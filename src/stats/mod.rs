/////////////////////////////////////////////////////////////////////////////////////
//
// Outbreak model
//
// stats module
//
// writes the per-checkpoint state counts to a csv log
//
////////////////////////////////////////////////////////////////////////////////////

use csv::WriterBuilder;
use serde::Serialize;
use std::fs::{File, OpenOptions};
use std::io::prelude::Write;
use std::path::{Path, PathBuf};

use crate::disease::{HealthState, PopulationSize, Timestamp};
use crate::world::{aggregate, Location, Summary};
use crate::ModelError;

/// One csv row: the state counts of one location (or the aggregate) at one
/// checkpoint.
#[derive(Debug, Serialize)]
pub struct SummaryRecord {
    pub time: Timestamp,
    pub location: String,
    pub susceptible: PopulationSize,
    pub exposed: PopulationSize,
    pub infectious: PopulationSize,
    pub hospitalized: PopulationSize,
    pub critical: PopulationSize,
    pub recovered: PopulationSize,
    pub deceased: PopulationSize,
}

impl SummaryRecord {
    pub fn new(time: Timestamp, location: &str, summary: &Summary) -> SummaryRecord {
        SummaryRecord {
            time,
            location: String::from(location),
            susceptible: summary.get(HealthState::Susceptible),
            exposed: summary.get(HealthState::Exposed),
            infectious: summary.get(HealthState::Infectious),
            hospitalized: summary.get(HealthState::Hospitalized),
            critical: summary.get(HealthState::Critical),
            recovered: summary.get(HealthState::Recovered),
            deceased: summary.get(HealthState::Deceased),
        }
    }

    /// One row per location plus a combined "All" row.
    pub fn from_checkpoint(time: Timestamp, locations: &[Location]) -> Vec<SummaryRecord> {
        let mut records: Vec<SummaryRecord> = Vec::with_capacity(locations.len() + 1);
        for loc in locations {
            records.push(SummaryRecord::new(
                time,
                &loc.place().to_string(),
                loc.report(),
            ));
        }
        records.push(SummaryRecord::new(time, "All", &aggregate(locations)));
        records
    }

    fn header() -> &'static [u8] {
        b"time,location,susceptible,exposed,infectious,hospitalized,critical,recovered,deceased\n"
    }
}

pub struct SummaryLog {
    file_path: PathBuf,
}

impl SummaryLog {
    /// Create the log file and write the header line.
    pub fn new(file_path: &Path) -> Result<SummaryLog, ModelError> {
        let mut file = File::create(file_path)?;
        file.write_all(SummaryRecord::header())?;
        Ok(SummaryLog {
            file_path: file_path.to_path_buf(),
        })
    }

    pub fn append(&self, records: &[SummaryRecord]) -> Result<(), ModelError> {
        let file = OpenOptions::new().append(true).open(&self.file_path)?;
        let mut wtr = WriterBuilder::new().has_headers(false).from_writer(file);
        for record in records {
            wtr.serialize(record)?;
        }
        wtr.flush()?;
        Ok(())
    }
}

......

• _Exercise directions_: Wherever the string "counts" shows up in the material, copy the line that holds it.

• _Exercise result_:
// writes the per-checkpoint state counts to a csv log
/// One csv row: the state counts of one location (or the aggregate) at one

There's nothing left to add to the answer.